• _Task_: Go through the records and show each line where the word "bool" occurs.

Collected data:
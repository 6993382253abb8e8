// 该文件是 Qingjie （清洁巡检） 项目的一部分。
// src/task.rs - 检测任务流程
//
// 本文件根据 Apache 许可证第 2.0 版（以下简称“许可证”）授权使用；
// 除非遵守该许可证条款，否则您不得使用本文件。
// 您可通过以下网址获取许可证副本：
// http://www.apache.org/licenses/LICENSE-2.0
// 除非适用法律要求或书面同意，根据本许可协议分发的软件均按“原样”提供，
// 不附带任何形式的明示或暗示的保证或条件。
// 有关许可权限与限制的具体条款，请参阅本许可协议。
//
// Copyright (C) 2026 Johann Li <me@qinka.pro>, Wareless Group

use std::path::PathBuf;
use std::sync::Arc;
use std::time::{Duration, Instant};

use thiserror::Error;
use tokio::task;
use tracing::{error, info};

use crate::{
  artifact::{ANNOTATED_DIR, ArtifactError, ArtifactStore, TempArtifact},
  input::{UploadedImage, decode_image},
  model::{DetectResult, Model, PredictParams, ProviderError},
  naming::HashNamer,
  output::{Annotate, BoxAnnotator, LabelAnnotator},
};

const DEFAULT_PROVIDER_TIMEOUT: Duration = Duration::from_secs(30);

#[derive(Error, Debug)]
pub enum DetectError {
  #[error("No file part")]
  NoFile,
  #[error("No selected file")]
  EmptyFilename,
  #[error("Image could not be read: {0}")]
  UndecodableImage(#[source] image::ImageError),
  #[error("Detection failed: {0}")]
  Provider(#[from] ProviderError),
  #[error("Storage failure: {0}")]
  Storage(#[from] ArtifactError),
  #[error("后台任务异常终止: {0}")]
  Join(#[from] task::JoinError),
}

/// 一次成功检测的结果
#[derive(Debug, Clone)]
pub struct Detection {
  /// 标注图像文件名，`<hash>.jpg`
  pub artifact: String,
  pub result: DetectResult,
}

impl Detection {
  /// 相对静态目录的路径
  pub fn relative_path(&self) -> String {
    format!("{}/{}", ANNOTATED_DIR, self.artifact)
  }

  pub fn has_detections(&self) -> bool {
    !self.result.is_empty()
  }
}

/// 上传 → 解码 → 临时文件 → 推理 → 删除临时文件 → 标注 → 保存
pub struct DetectTask {
  model: Arc<dyn Model>,
  box_annotator: Arc<dyn Annotate>,
  label_annotator: Arc<dyn Annotate>,
  store: ArtifactStore,
  work_dir: PathBuf,
  namer: HashNamer,
  params: PredictParams,
  timeout: Duration,
}

pub struct DetectTaskBuilder {
  model: Arc<dyn Model>,
  store: ArtifactStore,
  box_annotator: Option<Arc<dyn Annotate>>,
  label_annotator: Option<Arc<dyn Annotate>>,
  work_dir: Option<PathBuf>,
  namer: HashNamer,
  timeout: Duration,
}

impl DetectTaskBuilder {
  pub fn box_annotator(mut self, annotator: Arc<dyn Annotate>) -> Self {
    self.box_annotator = Some(annotator);
    self
  }

  pub fn label_annotator(mut self, annotator: Arc<dyn Annotate>) -> Self {
    self.label_annotator = Some(annotator);
    self
  }

  /// 临时文件目录，默认为标注目录的上一级
  pub fn work_dir(mut self, work_dir: impl Into<PathBuf>) -> Self {
    self.work_dir = Some(work_dir.into());
    self
  }

  pub fn namer(mut self, namer: HashNamer) -> Self {
    self.namer = namer;
    self
  }

  pub fn timeout(mut self, timeout: Duration) -> Self {
    self.timeout = timeout;
    self
  }

  pub fn build(self) -> Result<DetectTask, ArtifactError> {
    let work_dir = match self.work_dir {
      Some(dir) => dir,
      None => self
        .store
        .root()
        .parent()
        .map(PathBuf::from)
        .unwrap_or_else(std::env::temp_dir),
    };
    std::fs::create_dir_all(&work_dir)?;

    Ok(DetectTask {
      model: self.model,
      box_annotator: self
        .box_annotator
        .unwrap_or_else(|| Arc::new(BoxAnnotator::default())),
      label_annotator: self
        .label_annotator
        .unwrap_or_else(|| Arc::new(LabelAnnotator::new(None))),
      store: self.store,
      work_dir,
      namer: self.namer,
      params: PredictParams::default(),
      timeout: self.timeout,
    })
  }
}

impl DetectTask {
  pub fn builder(model: Arc<dyn Model>, store: ArtifactStore) -> DetectTaskBuilder {
    DetectTaskBuilder {
      model,
      store,
      box_annotator: None,
      label_annotator: None,
      work_dir: None,
      namer: HashNamer::default(),
      timeout: DEFAULT_PROVIDER_TIMEOUT,
    }
  }

  pub fn store(&self) -> &ArtifactStore {
    &self.store
  }

  pub fn params(&self) -> PredictParams {
    self.params
  }

  pub async fn run(&self, upload: Option<UploadedImage>) -> Result<Detection, DetectError> {
    let upload = upload.ok_or(DetectError::NoFile)?;
    if upload.filename.is_empty() {
      return Err(DetectError::EmptyFilename);
    }

    info!("开始检测: {} ({} 字节)", upload.filename, upload.bytes.len());
    let now = Instant::now();
    let hash = self.namer.name(&upload.filename, &upload.bytes);

    let (image, temp) = {
      let work_dir = self.work_dir.clone();
      let hash = hash.clone();
      task::spawn_blocking(move || -> Result<_, DetectError> {
        let image = decode_image(&upload.bytes).map_err(DetectError::UndecodableImage)?;
        let temp = TempArtifact::create(&work_dir, &hash, &image)?;
        Ok((image, temp))
      })
      .await??
    };

    let inference = self.model.infer(temp.path(), &self.params);
    let predicted = match tokio::time::timeout(self.timeout, inference).await {
      Ok(predicted) => predicted,
      Err(_) => Err(ProviderError::Timeout),
    };
    let elapsed = now.elapsed();

    // 推理结束后立即删除临时文件，无论成功与否
    if let Err(e) = temp.release() {
      error!("临时文件删除失败: {}", e);
      if predicted.is_ok() {
        return Err(e.into());
      }
    }

    let result = predicted.inspect_err(|e| error!("检测服务调用失败: {}", e))?;
    info!("推理完成，检测到 {} 个目标，耗时: {:.2?}", result.len(), elapsed);

    let artifact = ArtifactStore::output_name(&hash);
    let result = {
      let store = self.store.clone();
      let box_annotator = self.box_annotator.clone();
      let label_annotator = self.label_annotator.clone();
      let artifact = artifact.clone();
      task::spawn_blocking(move || -> Result<DetectResult, DetectError> {
        let labels = result.labels();
        let mut scene = image;
        box_annotator.annotate(&mut scene, &result.predictions, &labels);
        label_annotator.annotate(&mut scene, &result.predictions, &labels);
        store
          .persist_image(&artifact, &scene)
          .inspect_err(|e| error!("标注图像保存失败: {}", e))?;
        Ok(result)
      })
      .await??
    };
    info!("渲染完成，总耗时: {:.2?}", now.elapsed());

    Ok(Detection { artifact, result })
  }
}

#[cfg(test)]
mod tests {
  use std::path::Path;
  use std::sync::Mutex;
  use std::sync::atomic::{AtomicUsize, Ordering};

  use async_trait::async_trait;
  use image::RgbImage;

  use super::*;
  use crate::{artifact::TEMP_PREFIX, model::Prediction, naming::content_digest};

  #[derive(Default)]
  struct StubModel {
    calls: AtomicUsize,
    seen: Mutex<Vec<(PathBuf, bool)>>,
    fail: bool,
    delay: Option<Duration>,
    predictions: Vec<Prediction>,
  }

  #[async_trait]
  impl Model for StubModel {
    async fn infer(
      &self,
      image: &Path,
      params: &PredictParams,
    ) -> Result<DetectResult, ProviderError> {
      self.calls.fetch_add(1, Ordering::SeqCst);
      assert_eq!(*params, PredictParams::default());
      self
        .seen
        .lock()
        .unwrap()
        .push((image.to_path_buf(), image.is_file()));
      if let Some(delay) = self.delay {
        tokio::time::sleep(delay).await;
      }
      if self.fail {
        return Err(ProviderError::Api {
          status: 500,
          body: "boom".into(),
        });
      }
      Ok(DetectResult::from_predictions(self.predictions.clone()))
    }
  }

  fn png_bytes() -> Vec<u8> {
    let mut cursor = std::io::Cursor::new(Vec::new());
    RgbImage::from_pixel(64, 48, image::Rgb([20, 20, 20]))
      .write_to(&mut cursor, image::ImageFormat::Png)
      .unwrap();
    cursor.into_inner()
  }

  fn setup(model: Arc<StubModel>) -> (tempfile::TempDir, DetectTask) {
    let dir = tempfile::tempdir().unwrap();
    let store = ArtifactStore::open(dir.path().join(ANNOTATED_DIR)).unwrap();
    let task = DetectTask::builder(model, store)
      .timeout(Duration::from_millis(200))
      .build()
      .unwrap();
    (dir, task)
  }

  fn temp_files(dir: &Path) -> usize {
    std::fs::read_dir(dir)
      .unwrap()
      .filter_map(Result::ok)
      .filter(|e| e.file_name().to_string_lossy().starts_with(TEMP_PREFIX))
      .count()
  }

  #[tokio::test]
  async fn success_persists_content_addressed_artifact() {
    let model = Arc::new(StubModel {
      predictions: vec![Prediction::new("poop", 0.7, (32.0, 24.0), (10.0, 10.0))],
      ..Default::default()
    });
    let (dir, task) = setup(model.clone());
    let bytes = png_bytes();

    let detection = task
      .run(Some(UploadedImage::new("dog1.png", bytes.clone())))
      .await
      .unwrap();

    assert_eq!(detection.artifact, format!("{}.jpg", content_digest(&bytes)));
    assert_eq!(detection.relative_path(), format!("annotated_images/{}", detection.artifact));
    assert!(detection.has_detections());
    assert!(task.store().root().join(&detection.artifact).is_file());

    let seen = model.seen.lock().unwrap();
    assert_eq!(seen.len(), 1);
    assert!(seen[0].1, "temp file must exist while the model reads it");
    assert!(!seen[0].0.exists());
    assert_eq!(temp_files(dir.path()), 0);
  }

  #[tokio::test]
  async fn provider_failure_still_removes_temp_file() {
    let model = Arc::new(StubModel {
      fail: true,
      ..Default::default()
    });
    let (dir, task) = setup(model.clone());

    let err = task
      .run(Some(UploadedImage::new("dog1.png", png_bytes())))
      .await
      .unwrap_err();
    assert!(matches!(err, DetectError::Provider(ProviderError::Api { .. })));
    assert_eq!(model.calls.load(Ordering::SeqCst), 1);
    assert_eq!(temp_files(dir.path()), 0);
    assert_eq!(std::fs::read_dir(task.store().root()).unwrap().count(), 0);
  }

  #[tokio::test]
  async fn slow_provider_times_out() {
    let model = Arc::new(StubModel {
      delay: Some(Duration::from_secs(5)),
      ..Default::default()
    });
    let (dir, task) = setup(model);

    let err = task
      .run(Some(UploadedImage::new("dog1.png", png_bytes())))
      .await
      .unwrap_err();
    assert!(matches!(err, DetectError::Provider(ProviderError::Timeout)));
    assert_eq!(temp_files(dir.path()), 0);
  }

  #[tokio::test]
  async fn input_errors_never_reach_the_model() {
    let model = Arc::new(StubModel::default());
    let (_dir, task) = setup(model.clone());

    assert!(matches!(task.run(None).await, Err(DetectError::NoFile)));
    assert!(matches!(
      task.run(Some(UploadedImage::new("", png_bytes()))).await,
      Err(DetectError::EmptyFilename)
    ));
    assert!(matches!(
      task
        .run(Some(UploadedImage::new("x.jpg", b"not an image".to_vec())))
        .await,
      Err(DetectError::UndecodableImage(_))
    ));
    assert_eq!(model.calls.load(Ordering::SeqCst), 0);
  }

  #[tokio::test]
  async fn empty_result_still_produces_artifact() {
    let model = Arc::new(StubModel::default());
    let (_dir, task) = setup(model);

    let detection = task
      .run(Some(UploadedImage::new("clean.png", png_bytes())))
      .await
      .unwrap();
    assert!(!detection.has_detections());
    assert!(task.store().root().join(&detection.artifact).is_file());
  }
}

• _Response below_:
  pub fn has_detections(&self) -> bool {
    seen: Mutex<Vec<(PathBuf, bool)>>,
    fail: bool,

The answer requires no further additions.